Even though this colorful mushroom can be found all over the world, until recently its medicinal qualities were only appreciated in South East-Asia, where mushrooms are highly valued and an important part of the traditional medicinal systems. In the old days teas and soup-like decoctions where a common way to use it.
YunZhi (or Yun Zhi, which means ‘cloud mushroom’) was mentioned in the first written text on medicinal herbs, Shennong Ben Cao Jing, (around 200 BC – Han Dynasty). There is also a record in the Compendium of Materia Medica (Ben Cao Gang Mu) by Li ShiZhen (15th century – Ming dynasty): “The black and green Yun Zhi are beneficial to one’s spirit and vital energy and strengthen one’s tendon and bone. If Yun Zhi is taken for a long time, it will make one vigorous and live long“. Teas and decoctions made of the mushrooms fruiting body were used to improve general health and vitality.
Coriolus Versicolor in its natural habitat
Around 1965 Coriolus versicolor was discovered by modern science. A popular (but unverifiable) story circulating on the internet goes as follows: a chemical engineer working for the Japanese Kureha Chemical Industry Company Ltd., observed his neighbor attempting to cure himself of gastric cancer after having been rejected for treatment by the hospitals. The man turned towards a traditional medicine, Saru-no-koshikake, which is a tea made from the Coriolus versicolor. He used this for several months and, amazingly enough, he managed to cure himself. The engineer was intrigued and convinced his employer to investigate the mushroom in depth.
The rest is history. Kureha Labs. managed to isolate active compounds from the mycellium (the underground ‘roots’ of the mushroom) and identified the most potent mycelia strain (CM-101). The mycelia contained a very specific type of protein-linked polysaccharide (beta-glucan), which seemed to be responsible for its therapeutic effects. Such a compound is called “proteo-glycan” or “glyco-protein“.
PSK and PSP
This PSK (PolySaccharide-Kureha) was discovered and isolated for the first time in 1969. The isolation protocol was patented and after several years of research and clinical trials the product was ratified as an official medicine under the brandname Krestin in 1977 by the Japanese Ministry of Health.

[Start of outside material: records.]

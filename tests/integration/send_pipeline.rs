// Copyright (c) 2025 TexasFortress.AI
// This Source Code Form is subject to the terms of the Mozilla Public
// License, v. 2.0. If a copy of the MPL was not distributed with this
// file, You can obtain one at http://mozilla.org/MPL/2.0/.

//! Outbound sends through a scripted transport.

#[cfg(test)]
mod send_pipeline_tests {
    use unibox::models::{AccountStatus, SNIPPET_CHARS};
    use unibox::services::{EventBus, SendError, SendRequest, TransportError, TransportErrorKind};
    use unibox::store::Store;

    use crate::common::*;

    fn request(account_id: &str, thread_id: Option<&str>) -> SendRequest {
        SendRequest {
            account_id: account_id.to_string(),
            to: "jane@corp.com".to_string(),
            subject: "Quick question".to_string(),
            html_body: r#"<p>Hi Jane, see <a href="https://example.com/deck">the deck</a></p>"#.to_string(),
            thread_id: thread_id.map(str::to_string),
            original_message_id: None,
            lead_id: None,
        }
    }

    #[tokio::test]
    async fn sender_copy_snippet_uses_the_shared_preview_length() {
        let store = Store::in_memory().await.unwrap();
        let account = seed_live_account(&store).await;
        let pipeline = send_pipeline(&store, ScriptedTransport::accepting("gm-9", "t9"), &EventBus::new());

        let mut long = request(&account.id, None);
        long.html_body = format!("<p>{}</p>", "é".repeat(SNIPPET_CHARS + 50));
        pipeline.send(USER, long).await.unwrap();

        let copies = store.messages().list_recent_inbound(USER, 10).await.unwrap();
        assert_eq!(copies.len(), 1);
        let snippet = copies[0].snippet.clone().unwrap();
        assert_eq!(snippet.chars().count(), SNIPPET_CHARS);
        assert!(snippet.chars().all(|c| c == 'é'));
    }

    #[tokio::test]
    async fn stale_thread_is_retried_once_without_it() {
        let store = Store::in_memory().await.unwrap();
        let account = seed_live_account(&store).await;
        let transport = ScriptedTransport::new(vec![
            Err(TransportError::from_http(400, "Invalid thread_id value")),
            Ok(sent("gm-2", "fresh-thread")),
        ]);
        let pipeline = send_pipeline(&store, transport.clone(), &EventBus::new());

        let result = pipeline
            .send(USER, request(&account.id, Some("stale-thread")))
            .await
            .unwrap();

        assert_eq!(result.provider_message_id, "gm-2");
        assert_eq!(result.provider_thread_id.as_deref(), Some("fresh-thread"));

        let attempts = transport.attempts.lock().unwrap().clone();
        assert_eq!(attempts.len(), 2);
        assert_eq!(attempts[0].thread_id.as_deref(), Some("stale-thread"));
        assert_eq!(attempts[1].thread_id, None);
        assert_eq!(attempts[0].rfc_message_id, attempts[1].rfc_message_id);

        assert_eq!(store.messages().count_outbound_for_account(&account.id).await.unwrap(), 1);
        let records = store
            .messages()
            .outbound_for_thread_or_lead(USER, Some("fresh-thread"), None)
            .await
            .unwrap();
        assert_eq!(records.len(), 1);
        assert_eq!(records[0].provider_message_id.as_deref(), Some("gm-2"));
    }

    #[tokio::test]
    async fn rejected_send_writes_nothing() {
        let store = Store::in_memory().await.unwrap();
        let account = seed_live_account(&store).await;
        let transport = ScriptedTransport::new(vec![Err(TransportError::from_http(400, "Invalid To header"))]);
        let pipeline = send_pipeline(&store, transport.clone(), &EventBus::new());

        let err = pipeline.send(USER, request(&account.id, None)).await.unwrap_err();

        match err {
            SendError::Transport(e) => {
                assert_eq!(e.kind, TransportErrorKind::Rejected);
                assert_eq!(e.message, "Invalid To header");
            }
            other => panic!("unexpected error {:?}", other),
        }
        assert_eq!(transport.attempt_count(), 1);
        assert_eq!(store.messages().count_outbound_for_account(&account.id).await.unwrap(), 0);
        assert!(store.messages().list_recent_inbound(USER, 10).await.unwrap().is_empty());
    }

    #[tokio::test]
    async fn thread_error_without_thread_is_not_retried() {
        let store = Store::in_memory().await.unwrap();
        let account = seed_live_account(&store).await;
        let transport = ScriptedTransport::new(vec![
            Err(TransportError::from_http(404, "Requested thread not found")),
            Ok(sent("gm-9", "t9")),
        ]);
        let pipeline = send_pipeline(&store, transport.clone(), &EventBus::new());

        assert!(pipeline.send(USER, request(&account.id, None)).await.is_err());
        assert_eq!(transport.attempt_count(), 1);
    }

    #[tokio::test]
    async fn accepted_send_is_instrumented_and_linked_to_the_lead() {
        let store = Store::in_memory().await.unwrap();
        let account = seed_live_account(&store).await;
        let lead = seed_lead(&store, "jane@corp.com").await;
        let transport = ScriptedTransport::accepting("gm-1", "t1");
        let pipeline = send_pipeline(&store, transport.clone(), &EventBus::new());

        pipeline.send(USER, request(&account.id, None)).await.unwrap();

        let records = store
            .messages()
            .outbound_for_thread_or_lead(USER, None, Some(&lead.id))
            .await
            .unwrap();
        assert_eq!(records.len(), 1);
        let record = &records[0];
        let body = record.body_html.as_deref().unwrap();
        assert!(body.contains(&format!("logId={}", record.id)));
        assert!(body.contains("type=click"));
        assert!(body.contains(TRACKING_BASE));

        let raw = String::from_utf8_lossy(&transport.attempts.lock().unwrap()[0].raw).to_string();
        assert!(raw.contains("jane@corp.com"));
        assert!(raw.contains(record.rfc_message_id.as_deref().unwrap()));

        // The sender's copy joins the conversation as read.
        let conversation = store.messages().list_recent_inbound(USER, 10).await.unwrap();
        assert_eq!(conversation.len(), 1);
        assert!(conversation[0].is_read);
        assert_eq!(conversation[0].thread_id.as_deref(), Some("t1"));
    }

    #[tokio::test]
    async fn foreign_and_paused_accounts_are_refused() {
        let store = Store::in_memory().await.unwrap();
        let account = seed_live_account(&store).await;
        let transport = ScriptedTransport::accepting("gm-1", "t1");
        let pipeline = send_pipeline(&store, transport.clone(), &EventBus::new());

        let err = pipeline.send(OTHER_USER, request(&account.id, None)).await.unwrap_err();
        assert!(matches!(err, SendError::NotOwner(_)));

        store.accounts().set_status(&account.id, AccountStatus::Paused).await.unwrap();
        let err = pipeline.send(USER, request(&account.id, None)).await.unwrap_err();
        assert!(matches!(err, SendError::Inactive(_)));

        assert_eq!(transport.attempt_count(), 0);
    }
}
// Copyright (c) 2025 TexasFortress.AI
// This Source Code Form is subject to the terms of the Mozilla Public
// License, v. 2.0. If a copy of the MPL was not distributed with this
// file, You can obtain one at http://mozilla.org/MPL/2.0/.

use chrono::{DateTime, TimeZone, Utc};
use mail_parser::{HeaderValue, Message};
use thiserror::Error;

#[derive(Error, Debug, Clone, PartialEq)]
pub enum ParseError {
    #[error("message source is not valid RFC-822")]
    Unparsable,
    #[error("message has no sender address")]
    MissingSender,
}

/// The fields the sync engine keeps from a raw message.
#[derive(Debug, Clone, PartialEq)]
pub struct ParsedMail {
    pub from_email: String,
    pub from_name: Option<String>,
    pub to_email: Option<String>,
    pub to_name: Option<String>,
    pub subject: Option<String>,
    pub message_id: Option<String>,
    pub in_reply_to: Option<String>,
    pub date: Option<DateTime<Utc>>,
    pub body_text: Option<String>,
    pub body_html: Option<String>,
}

fn first_address(value: &HeaderValue) -> Option<(String, Option<String>)> {
    let addr = match value {
        HeaderValue::Address(addr) => addr,
        HeaderValue::AddressList(list) => list.first()?,
        _ => return None,
    };
    let email = addr.address.as_ref()?.trim().to_string();
    if email.is_empty() {
        return None;
    }
    let name = addr
        .name
        .as_ref()
        .map(|n| n.trim().to_string())
        .filter(|n| !n.is_empty());
    Some((email, name))
}

fn first_text(value: &HeaderValue) -> Option<String> {
    match value {
        HeaderValue::Text(text) => Some(text.to_string()),
        HeaderValue::TextList(list) => list.first().map(|t| t.to_string()),
        _ => None,
    }
}

/// Wraps a bare message id in angle brackets so stored keys have one shape.
pub fn normalize_message_id(id: &str) -> String {
    let trimmed = id.trim().trim_start_matches('<').trim_end_matches('>');
    format!("<{}>", trimmed)
}

pub fn parse_message(raw: &[u8]) -> Result<ParsedMail, ParseError> {
    let message = Message::parse(raw).ok_or(ParseError::Unparsable)?;
    let (from_email, from_name) = first_address(message.from()).ok_or(ParseError::MissingSender)?;
    let (to_email, to_name) = match first_address(message.to()) {
        Some((email, name)) => (Some(email), name),
        None => (None, None),
    };

    let date = message
        .date()
        .and_then(|d| Utc.timestamp_opt(d.to_timestamp(), 0).single());

    Ok(ParsedMail {
        from_email,
        from_name,
        to_email,
        to_name,
        subject: message.subject().map(str::to_string),
        message_id: message.message_id().map(normalize_message_id),
        in_reply_to: first_text(message.in_reply_to()).map(|id| normalize_message_id(&id)),
        date,
        body_text: message.body_text(0).map(|b| b.into_owned()),
        body_html: message.body_html(0).map(|b| b.into_owned()),
    })
}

Five years later the Chinese professor Qing-yao Yang managed to isolate an even more potent variation from a different strain of mycelia; PSP.
PSP (polysaccharopeptide) was ratified as an official medicine by the Chinese Government in 1992/93.
In the rest of the world both Krestin and PSP are not seen as medication, not because they do not work, but, to quote the Spanish Health authorities (1983): ‘due to the lack of a single identifiable active ingredient which could define the “mechanism of action‘. The American FDA shared this opinion a little bit later.
We quote an American oncologist ( Dr. West, M.D.) to illustrate the general knowledge (or lack thereof) about Krestin and related medication:”There may well be a significant literature on Krestin/PSK, but neither of these terms appears in the index of any of the four most complete tomes I have on the subject of oncology and cancer drugs, covering about 8500 pages on the subject in total. These are American books that I’m sure don’t cover every drug used elsewhere, but those terms have never been mentioned in my presence or appeared on any page I’ve had occasion to read in my medical training. While it may be well-known in Asia, it’s not really a topic covered in the US-based literature.“
Around 1987 Krestin ranked as nr. 1 in Japan as the most used anti-cancer medication, taking 25% of the health insurance budget. Countless dietary supplements based on Turkey Tail are for sale all over the world, but most of the time these are no more than simple hot water extracts of the fruiting body (limited therapeutic effect) or dried and powdered Coriolus fruiting bodies or mycelium biomass (mostly indigestible, so limited effect).
Of course the sellers in general will refer to all the scientific research and ‘contains PSK/PSP!’ can be read on more supplement labels than is justified.
According to an expert in the field of medicinal mushrooms, John Seleen, even PSK is no longer what it is supposed to be:
“[…] Even the pharmaceutical company making “PSK” is running a scam. If you read the manufacturing patent, the basis for getting the patent is that their extraction process can get more PSK out of the raw material than a straight forward hot water extract. However, in the patent they clearly state that hot water extraction alone does produce PSK.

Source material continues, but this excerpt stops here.